LIFESTYLE → ENDNOTE Issue 980 · September 27, 2023

Concerted Efforts

In a peek behind the props, concert producers share a bit of what it takes to keep the music playing

Concerted  Efforts
An entire week of Chol Hamoed this year means a concert will likely be on the agenda. But as the lights dim, the curtain rises, and the show begins for you, it’s already the endgame for the creators and producers who’ve been working for weeks or months to make it happen. While the singers segue from song to song in a seemingly fun and effortless performance with perfect accompaniment and background effects, those organizers are standing backstage, grateful that they’re near the finish line. In a peek behind the props, concert producers share a bit of what it takes to keep the music playing  

 

ELI GERSTNER

HOW I GOT STARTED

The first concerts I ever produced, when I was about 15 or 16 years old, were for the camps I was in at the time. I got to play drums, hire/coordinate the musicians, the singers, the sound, and of course the song selection, which was a teenage Jewish music fan’s dream come true.  When I was around 18 and had just come out with my first album, there was a yeshivah doing a fundraising concert who had hired Avraham Fried as the main singer and me as the opening act. And then I got a surprise call from them, asking me to produce the event. I don’t know if Avremel even remembers this, but he had suggested to the client that maybe I could pull it together for them. And I did, which was a big deal for me at the time. Soon after releasing my solo projects — The Chevra, Menucha, and the Yeshiva Boys Choir — I started producing their events all over the world.

Soon people started asking me to produce concerts other than my own. Once I did an outdoor Chol Hamoed event for a medical rehab center with Avraham Fried and YBC, and 25,000 people came. That was the first time I dealt with police and heavy security. After that I was asked to come to Crown Heights and organize the Chabad Parade, coordinating with the police department and stages for the performers. One event led to another, and baruch Hashem, I wound up producing the biggest frum events in America.

HOW I MAKE THE PLAYLIST

If there are mostly kids in the audience, it has to be 90 percent fast songs — with slow songs, they just get bored. When the audience is primarily adults, then you can get more creative with the mix of fast and slow songs, especially if the orchestra is very high end, with a large string section.

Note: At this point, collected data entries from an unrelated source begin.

//! A scriptable, in-process [`ChainClient`] double for engine/account-pool
//! unit tests — no regtest node required. Complements
//! `chain::test_utils`'s `corepc-node` fixtures, which exercise the real
//! RPC wire format instead.

use std::collections::HashMap;
use std::sync::Mutex;

use bitcoin::{Address, NetworkUnchecked, Txid};

use crate::chain::traits::{ChainClient, ChainResult};
use crate::chain::types::{EstimateSmartFee, GetTransaction, ListTransactions, ListUnspent, NetworkParams};
use crate::domain::Sats;
use crate::error::ChainError;

fn addr_key(address: &Address<NetworkUnchecked>) -> String {
    address.clone().assume_checked().to_string()
}

/// Scripted responses for one [`StubChainClient`]. Each field a test wants
/// to control is set directly; everything else returns an empty/zero
/// default, mirroring a freshly-synced node with no history.
pub struct StubChainClient {
    pub network: NetworkParams,
    pub transactions: Mutex<HashMap<Txid, GetTransaction>>,
    pub unspent_by_address: Mutex<HashMap<String, Vec<ListUnspent>>>,
    pub wallet_transactions: Mutex<Vec<ListTransactions>>,
    pub fee_rate: Mutex<Option<f64>>,
    pub next_new_address: Mutex<Vec<String>>,
    pub next_forward_txid: Mutex<Option<Txid>>,
    pub forward_calls: Mutex<u32>,
}

impl Default for StubChainClient {
    fn default() -> Self {
        Self {
            network: NetworkParams { network: bitcoin::Network::Regtest },
            transactions: Mutex::new(HashMap::new()),
            unspent_by_address: Mutex::new(HashMap::new()),
            wallet_transactions: Mutex::new(Vec::new()),
            fee_rate: Mutex::new(None),
            next_new_address: Mutex::new(Vec::new()),
            next_forward_txid: Mutex::new(None),
            forward_calls: Mutex::new(0),
        }
    }
}

impl StubChainClient {
    pub fn set_unspent(&self, address: &str, entries: Vec<ListUnspent>) {
        self.unspent_by_address.lock().unwrap().insert(address.to_string(), entries);
    }

    pub fn set_transaction(&self, txid: Txid, tx: GetTransaction) {
        self.transactions.lock().unwrap().insert(txid, tx);
    }

    pub fn push_new_address(&self, address: impl Into<String>) {
        self.next_new_address.lock().unwrap().push(address.into());
    }

    pub fn set_next_forward_txid(&self, txid: Txid) {
        *self.next_forward_txid.lock().unwrap() = Some(txid);
    }

    pub fn forward_call_count(&self) -> u32 {
        *self.forward_calls.lock().unwrap()
    }
}

impl ChainClient for StubChainClient {
    fn network_params(&self) -> NetworkParams {
        self.network
    }

    async fn new_address(&self) -> ChainResult<Address<NetworkUnchecked>> {
        let mut queue = self.next_new_address.lock().unwrap();
        let address = if queue.is_empty() {
            format!("bcrt1q-stub-{}", uuid::Uuid::new_v4().simple())
        } else {
            queue.remove(0)
        };
        address
            .parse()
            .map_err(|e: bitcoin::address::ParseError| ChainError::MalformedResponse(e.to_string()))
    }

    async fn get_transaction(&self, txid: &Txid) -> ChainResult<GetTransaction> {
        self.transactions
            .lock()
            .unwrap()
            .get(txid)
            .cloned()
            .ok_or_else(|| ChainError::Other(format!("stub has no transaction for {txid}")))
    }

    async fn list_unspent_for_address(
        &self,
        address: &Address<NetworkUnchecked>,
        min_conf: u32,
    ) -> ChainResult<Vec<ListUnspent>> {
        let key = addr_key(address);
        Ok(self
            .unspent_by_address
            .lock()
            .unwrap()
            .get(&key)
            .cloned()
            .unwrap_or_default()
            .into_iter()
            .filter(|u| u.confirmations >= min_conf)
            .collect())
    }

    async fn list_transactions(&self, count: u32) -> ChainResult<Vec<ListTransactions>> {
        let txs = self.wallet_transactions.lock().unwrap();
        Ok(txs.iter().rev().take(count as usize).cloned().collect())
    }

    async fn estimate_smart_fee(&self, _conf_target: u16) -> ChainResult<EstimateSmartFee> {
        Ok(EstimateSmartFee { feerate: *self.fee_rate.lock().unwrap(), errors: None })
    }

    async fn build_and_send_forward(
        &self,
        _from_address: &Address<NetworkUnchecked>,
        _destination: &Address<NetworkUnchecked>,
        _amount: Sats,
        _change_address: &Address<NetworkUnchecked>,
        _min_conf: u32,
    ) -> ChainResult<Txid> {
        *self.forward_calls.lock().unwrap() += 1;
        self.next_forward_txid
            .lock()
            .unwrap()
            .ok_or_else(|| ChainError::Other("stub has no scripted forwarding txid".to_string()))
    }
}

Dinners and smaller concerts are much simpler, and songs can be chosen and rehearsed just a week before, but with big productions, it gets more complicated. Within a couple weeks of hiring, I prepare a list of songs. Then I prepare the arrangements for the orchestras, as well as a computer-generated version of each segment to give to the singers, choirs, musicians, as well as the lights, programming and video teams. By the time we meet at the first rehearsal, everyone has already rehearsed separately with an accurate version of the song. The tempo is set, all the lights and screens are preprogrammed, and everything has to go boom at the same second. When people are paying $1,000 a seat, the event has to be perfect.